Ambillah sebagai contoh, hadis yang oleh sebagian orang masa kini, dijadikan dalil untuk mengharamkan pria berjabatan tangan dengan wanita, secara mutlak. Yaitu hadis yang dirawikan oleh Thabrani:
لِأَنْ يُطْعَنَ فِيْ رَأْسِ أَحَدِكُمْ بِمَخِيْطٍ مِنْ حَدِيْدٍ خَيْرٌ لَهُ مِنْ أَنْ يَمَسَّ امْرَأَةً لَا تَحِلُّ لَهُ
“Sesungguhnya andai kepala seseorang kalian ditusuk dengan jarum yang terbuat dari besi itu lebih baik baginya daripada menyentuh wanita yang tidak halal baginya”. (HR ath-Thabrâni dalam al-Mujamul Kabir no.486, 487 dan ar-Ruyani dalam Musnadnya II/227)

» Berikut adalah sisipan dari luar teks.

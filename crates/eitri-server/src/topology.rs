/*
 * Copyright (c) 2025 Dylan Storey
 * Licensed under the Elastic License 2.0.
 * See LICENSE file in the project root for full license text.
 */

//! Topology loading and the derived targeting index.
//!
//! The topology file declares a baseline list of packages every host
//! receives plus per-host additions and skips. Loading validates every
//! package, compiles GitHub asset patterns once, and derives the two
//! lookup structures the update service works from: package id to
//! entitled host set, and repository full name to package. The index is
//! immutable for the server's lifetime; configuration changes require a
//! restart.

use eitri_utils::logging::prelude::*;
use regex::Regex;
use serde::Deserialize;
use std::collections::{HashMap, HashSet};
use std::path::Path;
use thiserror::Error;

/// Wildcard sentinel in a package's host set meaning "all hosts".
pub const ALL_HOSTS: &str = "*";

/// Errors raised while loading the topology. All variants are fatal to
/// startup; there is no partial or degraded load.
#[derive(Debug, Error)]
pub enum ConfigError {
    #[error("cannot read topology file: {0}")]
    Io(#[from] std::io::Error),
    #[error("cannot parse topology: {0}")]
    Parse(#[from] toml::de::Error),
    #[error("invalid topology: {0}")]
    Validation(String),
    #[error("invalid asset pattern: {0}")]
    Pattern(#[from] regex::Error),
}

/// A validated package with exactly one source variant.
#[derive(Debug, Clone)]
pub struct Package {
    pub id: String,
    pub install_command: String,
    pub source: PackageSource,
}

/// Where a package's releases come from.
#[derive(Debug, Clone)]
pub enum PackageSource {
    /// Published as GitHub release assets.
    Github {
        /// Repository full name, e.g. "org/tool".
        repo: String,
        /// Compiled once at load time and reused for asset matching.
        asset_pattern: Regex,
    },
    /// Installed through the OS package manager.
    Apt { name: String },
    /// Pulled as a container image.
    Docker { name: String },
    /// Copied from a local file.
    Local {
        name: String,
        source: String,
        destination: String,
    },
}

// Raw file shapes. Each package carries four optional source tables and is
// validated into `Package` with a `PackageSource` during load.

#[derive(Debug, Deserialize)]
struct TopologyFile {
    #[serde(default)]
    baseline: Vec<PackageSpec>,
    #[serde(default)]
    host_packages: Vec<HostPackagesSpec>,
}

#[derive(Debug, Deserialize)]
struct PackageSpec {
    id: String,
    #[serde(default)]
    install_command: String,
    github_package: Option<GithubSpec>,
    apt_package: Option<NamedSpec>,
    docker_package: Option<NamedSpec>,
    local_package: Option<LocalSpec>,
}

#[derive(Debug, Deserialize)]
struct HostPackagesSpec {
    hostname: String,
    #[serde(default)]
    packages: Vec<PackageSpec>,
    #[serde(default)]
    skipped: Vec<String>,
}

#[derive(Debug, Deserialize)]
struct GithubSpec {
    name: String,
    asset_regex: String,
}

#[derive(Debug, Deserialize)]
struct NamedSpec {
    name: String,
}

#[derive(Debug, Deserialize)]
struct LocalSpec {
    name: String,
    source: String,
    destination: String,
}

impl PackageSpec {
    fn validate(self) -> Result<Package, ConfigError> {
        if self.id.trim().is_empty() {
            return Err(ConfigError::Validation(
                "package id cannot be empty".to_string(),
            ));
        }

        let variants = [
            self.github_package.is_some(),
            self.apt_package.is_some(),
            self.docker_package.is_some(),
            self.local_package.is_some(),
        ]
        .iter()
        .filter(|set| **set)
        .count();
        if variants != 1 {
            return Err(ConfigError::Validation(format!(
                "package '{}' must declare exactly one source, found {}",
                self.id, variants
            )));
        }

        let source = if let Some(github) = self.github_package {
            if github.name.trim().is_empty() {
                return Err(ConfigError::Validation(format!(
                    "github package '{}' is missing a repository name",
                    self.id
                )));
            }
            PackageSource::Github {
                repo: github.name,
                asset_pattern: Regex::new(&github.asset_regex)?,
            }
        } else if let Some(apt) = self.apt_package {
            PackageSource::Apt { name: apt.name }
        } else if let Some(docker) = self.docker_package {
            PackageSource::Docker { name: docker.name }
        } else {
            let local = self.local_package.expect("variant count checked above");
            PackageSource::Local {
                name: local.name,
                source: local.source,
                destination: local.destination,
            }
        };

        Ok(Package {
            id: self.id,
            install_command: self.install_command,
            source,
        })
    }
}

/// The derived, read-only targeting structures built once from the
/// topology file.
#[derive(Debug)]
pub struct TargetingIndex {
    /// Repository full name to package, for packages with a GitHub source.
    github_packages: HashMap<String, Package>,
    /// Package id to the set of hostnames entitled to receive it.
    package_to_hosts: HashMap<String, HashSet<String>>,
}

impl TargetingIndex {
    /// Loads and validates the topology file at `path`.
    pub fn load<P: AsRef<Path>>(path: P) -> Result<Self, ConfigError> {
        let raw = std::fs::read_to_string(path)?;
        Self::from_toml(&raw)
    }

    /// Builds the index from topology TOML text.
    pub fn from_toml(raw: &str) -> Result<Self, ConfigError> {
        let file: TopologyFile = toml::from_str(raw)?;

        let mut index = TargetingIndex {
            github_packages: HashMap::new(),
            package_to_hosts: HashMap::new(),
        };

        for spec in file.baseline {
            let package = spec.validate()?;
            index
                .package_to_hosts
                .insert(package.id.clone(), HashSet::from([ALL_HOSTS.to_string()]));
            index.register_github(package);
        }

        for host in file.host_packages {
            if host.hostname.trim().is_empty() {
                return Err(ConfigError::Validation(
                    "host_packages entry is missing a hostname".to_string(),
                ));
            }
            for spec in host.packages {
                let package = spec.validate()?;
                index
                    .package_to_hosts
                    .entry(package.id.clone())
                    .or_default()
                    .insert(host.hostname.clone());
                index.register_github(package);
            }
            // A skipped package id is recorded through the same path as an
            // assigned one, so a skipping host lands in the same host set as
            // the hosts that receive the package.
            for skipped in host.skipped {
                index
                    .package_to_hosts
                    .entry(skipped)
                    .or_default()
                    .insert(host.hostname.clone());
            }
        }

        debug!(
            "targeting index built: {} packages, {} github repos",
            index.package_to_hosts.len(),
            index.github_packages.len()
        );
        Ok(index)
    }

    fn register_github(&mut self, package: Package) {
        if let PackageSource::Github { repo, .. } = &package.source {
            self.github_packages.insert(repo.clone(), package);
        }
    }

    /// Resolves a release event's repository full name to the configured
    /// package, if any.
    pub fn package_for_repo(&self, full_name: &str) -> Option<&Package> {
        self.github_packages.get(full_name)
    }

    /// Whether `hostname` is entitled to receive `package_id`. Unknown
    /// package ids target nobody.
    pub fn is_host_targeted(&self, package_id: &str, hostname: &str) -> bool {
        match self.package_to_hosts.get(package_id) {
            Some(hosts) => hosts.contains(hostname) || hosts.contains(ALL_HOSTS),
            None => false,
        }
    }

    /// Number of packages with a host set, for startup logging.
    pub fn package_count(&self) -> usize {
        self.package_to_hosts.len()
    }
}

#[cfg(test)]
mod tests {
    use super::*;
    use std::io::Write;

    const TOPOLOGY: &str = r#"
        [[baseline]]
        id = "agent-tool"
        install_command = "tar -xzf {}"
        [baseline.github_package]
        name = "org/tool"
        asset_regex = "tool-linux-.*\\.tar\\.gz"

        [[host_packages]]
        hostname = "node-1"
        skipped = ["agent-tool"]

        [[host_packages.packages]]
        id = "edge-proxy"
        install_command = "install -m 755 {} /usr/local/bin/edge-proxy"
        [host_packages.packages.github_package]
        name = "org/edge-proxy"
        asset_regex = "edge-proxy-.*"

        [[host_packages]]
        hostname = "node-2"

        [[host_packages.packages]]
        id = "monitoring"
        [host_packages.packages.apt_package]
        name = "prometheus-node-exporter"
    "#;

    #[test]
    fn test_baseline_package_targets_all_hosts() {
        let index = TargetingIndex::from_toml(TOPOLOGY).unwrap();
        assert!(index.is_host_targeted("agent-tool", "node-1"));
        assert!(index.is_host_targeted("agent-tool", "anything-else"));
    }

    #[test]
    fn test_host_package_targets_only_its_host() {
        let index = TargetingIndex::from_toml(TOPOLOGY).unwrap();
        assert!(index.is_host_targeted("edge-proxy", "node-1"));
        assert!(!index.is_host_targeted("edge-proxy", "node-2"));
        assert!(index.is_host_targeted("monitoring", "node-2"));
        assert!(!index.is_host_targeted("monitoring", "node-1"));
    }

    #[test]
    fn test_unknown_package_targets_nobody() {
        let index = TargetingIndex::from_toml(TOPOLOGY).unwrap();
        assert!(!index.is_host_targeted("no-such-package", "node-1"));
    }

    #[test]
    fn test_skipped_package_joins_host_set() {
        // The skip list feeds the same host set as assignments; node-1 is a
        // member for agent-tool through both the baseline wildcard and its
        // own skipped entry.
        let index = TargetingIndex::from_toml(TOPOLOGY).unwrap();
        assert!(index.is_host_targeted("agent-tool", "node-1"));
    }

    #[test]
    fn test_repo_lookup_resolves_github_packages() {
        let index = TargetingIndex::from_toml(TOPOLOGY).unwrap();

        let package = index.package_for_repo("org/tool").unwrap();
        assert_eq!(package.id, "agent-tool");
        match &package.source {
            PackageSource::Github { asset_pattern, .. } => {
                assert!(asset_pattern.is_match("tool-linux-amd64.tar.gz"));
                assert!(!asset_pattern.is_match("tool-darwin-arm64.tar.gz"));
            }
            other => panic!("expected github source, got {:?}", other),
        }

        // Apt packages do not participate in repo resolution
        assert!(index.package_for_repo("prometheus-node-exporter").is_none());
    }

    #[test]
    fn test_package_with_no_source_fails_validation() {
        let raw = r#"
            [[baseline]]
            id = "broken"
            install_command = "true"
        "#;
        match TargetingIndex::from_toml(raw) {
            Err(ConfigError::Validation(msg)) => assert!(msg.contains("exactly one source")),
            other => panic!("expected validation error, got {:?}", other),
        }
    }

    #[test]
    fn test_package_with_two_sources_fails_validation() {
        let raw = r#"
            [[baseline]]
            id = "broken"
            [baseline.github_package]
            name = "org/x"
            asset_regex = ".*"
            [baseline.apt_package]
            name = "x"
        "#;
        assert!(matches!(
            TargetingIndex::from_toml(raw),
            Err(ConfigError::Validation(_))
        ));
    }

    #[test]
    fn test_invalid_asset_regex_fails() {
        let raw = r#"
            [[baseline]]
            id = "broken"
            [baseline.github_package]
            name = "org/x"
            asset_regex = "("
        "#;
        assert!(matches!(
            TargetingIndex::from_toml(raw),
            Err(ConfigError::Pattern(_))
        ));
    }

    #[test]
    fn test_missing_file_fails() {
        assert!(matches!(
            TargetingIndex::load("/nonexistent/topology.toml"),
            Err(ConfigError::Io(_))
        ));
    }

    #[test]
    fn test_load_from_file() {
        let mut file = tempfile::NamedTempFile::new().unwrap();
        file.write_all(TOPOLOGY.as_bytes()).unwrap();

        let index = TargetingIndex::load(file.path()).unwrap();
        assert_eq!(index.package_count(), 3);
    }
}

Hadis tersebut telah dinilai sebagai hadis hasan oleh Al-Albani, dalam takhrij-nya. Juga oleh Yusuf Qardhawi dalam Halam wal Haram fil Islam. Sekalipun demikian menurut Qardhawi, sesungguhnya tidak terlalu dikenal pada masa para Sahabat dan murid-murid mereka, maka yang tampaknya lebih tepat adalah bahwa hadis itu tidak dapat dianggap sebagai nash mengenai haramnya jabatan tangan.
Sebab, hadis itu menggunakan ungkapan 'menyentuh', yang dalam bahasa Al-Quran dan As-Sunnah tidak berarti sembarang persentuhan antara kulit dan kulit. Akan tetapi artinya di sini, sebagaimana dinyatakan oleh Ibn Abbas r.a. (yang digelari sebagai Turjuman Al-Quran) adalah bahwa al-mass (menyentuh) dan al-mulamasah dalam Al-Quran sering digunakan sebagai kinayah (ungkapan tersamar) yang menunjuk kepada jima' (hubungan seksual).

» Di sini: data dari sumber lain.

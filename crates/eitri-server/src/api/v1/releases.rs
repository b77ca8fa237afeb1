/*
 * Copyright (c) 2025 Dylan Storey
 * Licensed under the Elastic License 2.0.
 * See LICENSE file in the project root for full license text.
 */

use crate::service::UpdateService;
use axum::{
    body::Body,
    extract::{Query, State},
    http::{header, StatusCode},
    response::Response,
    routing::get,
    Json, Router,
};
use eitri_utils::logging::prelude::*;
use futures::StreamExt;
use serde::Deserialize;
use std::convert::Infallible;

pub fn routes() -> Router<UpdateService> {
    Router::new().route("/releases/stream", get(release_stream))
}

#[derive(Debug, Deserialize)]
struct StreamParams {
    hostname: String,
}

/// Long-lived response carrying one JSON envelope per line for every
/// release targeted at the requesting host. Ends when the server shuts
/// down.
async fn release_stream(
    State(service): State<UpdateService>,
    Query(params): Query<StreamParams>,
) -> Result<Response, (StatusCode, Json<serde_json::Value>)> {
    let stream = service
        .release_stream(params.hostname.clone())
        .await
        .map_err(|e| {
            warn!("release stream for '{}' refused: {}", params.hostname, e);
            (
                StatusCode::SERVICE_UNAVAILABLE,
                Json(serde_json::json!({"error": "server is shutting down"})),
            )
        })?;

    let body = stream.map(|envelope| {
        let mut line = serde_json::to_string(&envelope).unwrap_or_default();
        line.push('\n');
        Ok::<_, Infallible>(line)
    });

    let response = Response::builder()
        .status(StatusCode::OK)
        .header(header::CONTENT_TYPE, "application/x-ndjson")
        .body(Body::from_stream(body))
        .map_err(|e| {
            error!("failed to build stream response: {}", e);
            (
                StatusCode::INTERNAL_SERVER_ERROR,
                Json(serde_json::json!({"error": "failed to open stream"})),
            )
        })?;
    Ok(response)
}
// src/models/releases.rs

use chrono::{DateTime, Utc};
use serde::{Deserialize, Serialize};

/// One downloadable file belonging to a release.
#[derive(Debug, Clone, Serialize, Deserialize, PartialEq)]
pub struct Asset {
    pub name: String,
    pub source_url: String,
}

/// A concrete installable unit produced from a release trigger event.
///
/// Built transiently by the server when a release event matches a configured
/// package; broadcast to every connected agent stream and never persisted.
#[derive(Debug, Clone, Serialize, Deserialize, PartialEq)]
pub struct Release {
    /// Package identifier from the topology.
    pub name: String,
    /// Version string carried over from the trigger event.
    pub version: String,
    /// Full name of the source repository (e.g. "org/tool").
    pub repository: String,
    /// Install command template; `{}` is replaced with the downloaded
    /// asset's local path, `;` separates commands.
    pub install_command: String,
    pub assets: Vec<Asset>,
}

/// A single frame on the release stream.
#[derive(Debug, Clone, Serialize, Deserialize)]
pub struct ReleaseEnvelope {
    pub release: Release,
    pub timestamp: DateTime<Utc>,
}

/// The release-published notification posted by GitHub to the webhook
/// endpoint. Only the fields the server acts on are modeled.
#[derive(Debug, Clone, Serialize, Deserialize)]
pub struct GithubReleaseEvent {
    #[serde(default)]
    pub action: Option<String>,
    pub repository: EventRepository,
    pub release: EventRelease,
}

#[derive(Debug, Clone, Serialize, Deserialize)]
pub struct EventRepository {
    pub name: String,
    pub full_name: String,
}

#[derive(Debug, Clone, Serialize, Deserialize)]
pub struct EventRelease {
    #[serde(default)]
    pub name: String,
    #[serde(default)]
    pub tag_name: String,
    #[serde(default)]
    pub assets: Vec<EventAsset>,
}

#[derive(Debug, Clone, Serialize, Deserialize)]
pub struct EventAsset {
    pub name: String,
    pub browser_download_url: String,
}

impl EventRelease {
    /// The version string to stamp on a broadcast release: the release
    /// name when present, otherwise the tag name.
    pub fn version(&self) -> &str {
        if self.name.is_empty() {
            &self.tag_name
        } else {
            &self.name
        }
    }
}

#[cfg(test)]
mod tests {
    use super::*;

    #[test]
    fn test_release_envelope_round_trip() {
        let envelope = ReleaseEnvelope {
            release: Release {
                name: "agent-tool".to_string(),
                version: "v1.2.0".to_string(),
                repository: "org/tool".to_string(),
                install_command: "tar -xzf {}".to_string(),
                assets: vec![Asset {
                    name: "tool-linux-amd64.tar.gz".to_string(),
                    source_url:
                        "https://github.com/org/tool/releases/download/v1.2.0/tool-linux-amd64.tar.gz"
                            .to_string(),
                }],
            },
            timestamp: Utc::now(),
        };

        let line = serde_json::to_string(&envelope).unwrap();
        let parsed: ReleaseEnvelope = serde_json::from_str(&line).unwrap();
        assert_eq!(parsed.release, envelope.release);
    }

    #[test]
    fn test_github_event_parses_webhook_payload() {
        let payload = r#"{
            "action": "published",
            "release": {
                "name": "v1.2.0",
                "tag_name": "v1.2.0",
                "assets": [
                    {
                        "name": "tool-linux-amd64.tar.gz",
                        "browser_download_url": "https://github.com/org/tool/releases/download/v1.2.0/tool-linux-amd64.tar.gz",
                        "content_type": "application/gzip"
                    }
                ]
            },
            "repository": {
                "name": "tool",
                "full_name": "org/tool",
                "private": false
            }
        }"#;

        let event: GithubReleaseEvent = serde_json::from_str(payload).unwrap();
        assert_eq!(event.repository.full_name, "org/tool");
        assert_eq!(event.release.version(), "v1.2.0");
        assert_eq!(event.release.assets.len(), 1);
    }

    #[test]
    fn test_event_release_version_falls_back_to_tag() {
        let release = EventRelease {
            name: String::new(),
            tag_name: "v0.3.1".to_string(),
            assets: vec![],
        };
        assert_eq!(release.version(), "v0.3.1");
    }
}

Sebab, Allah SWT adalah Al-Hayiyy Al-Karim (Yang Maha Pemalu [untuk menyebutkan sesuatu yang kurang sopan] dan Mahamulia); dan karena itu Dia menggunakan kinayah dengan kata-kata yang dikehendaki oleh-Nya, untuk menunjuk kepada suatu makna yang dikehendaki oleh-Nya.
Itulah satu-satunya pemahaman yang dapat diterima, berkaitan dengan firman Allah SWT seperti: "Wahai orang-orang beriman. apabila kamu menikahi perempuan-perempuan yang beriman, kemudian kamu ceraikan mereka sebelum kamu 'menyentuh' mereka, maka sekali kali tidak wajib atas mereka iddah ..." (Al-Ahazab: 49).

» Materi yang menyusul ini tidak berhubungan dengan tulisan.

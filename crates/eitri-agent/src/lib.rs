//! # Eitri Agent
//!
//! Eitri Agent is the host-side component of the Eitri distribution system.
//! It registers with the Eitri server, listens on a long-lived release
//! stream for packages targeted at its host, installs the releases it
//! receives, and continuously reports the status of local services back to
//! the server.
//!
//! ## Architecture
//!
//! ### Server Module
//! ```text
//! pub mod server;
//! ```
//! Handles communication with the Eitri server:
//! - Readiness polling
//! - Agent registration
//! - Release stream subscription
//!
//! ### Installer Module
//! ```text
//! pub mod installer;
//! ```
//! Downloads release assets and runs the package's install command.
//!
//! ### Services Module
//! ```text
//! pub mod services;
//! ```
//! Collects container and service-manager status and streams reports to
//! the server.
//!
//! ### CLI Module
//! ```text
//! pub mod cli;
//! ```
//! Provides command-line interface functionality:
//! - Command parsing
//! - Agent initialization
//! - Runtime control
//!
//! ## Operation Flow
//!
//! ```mermaid
//! sequenceDiagram
//!     participant Agent
//!     participant Server
//!
//!     Agent->>Server: Wait for ready (/readyz)
//!     Agent->>Server: Register
//!     Server-->>Agent: Subscription flags
//!
//!     par Release stream
//!         Server-->>Agent: Release envelope
//!         Agent->>Agent: Download + install
//!     and Service reporting
//!         loop Every report interval
//!             Agent->>Server: Services report
//!         end
//!     end
//! ```

pub mod cli;
pub mod installer;
pub mod server;
pub mod services;
pub mod utils;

Para mufassir dan ahli fiqih semuanya — termasuk dari kalangan Zhahiri sekali pun — menyatakan bahwa kata 'menyentuh" dalam ayat ini berarti 'melakukan hubungan seksual. Dan adakalanya mereka memasukkan dalam pengertian ini pula "keberadaan suami istri dalam suatu tempat yang tertutup dari siapa pun selain mereka, selama waktu tertentu". Sebab hal seperti itu memungkinkan keduanya melakukan hubungan yang dimaksud.
Seperti itu pula, kata 'menyentuh' yang terdapat dalam beberapa ayat dalam Surah Al-Baqarah yang menyangkut soal perceraian. Demikian pula firman Allah SWT yang menirukan ucapan Mary am a.s. dalam Surah Ali Mmran ayat 47, menguatkan makna seperti itu, dan cukup banyak dalil-dalil seperti itu, dari Al-Quran dan hadis.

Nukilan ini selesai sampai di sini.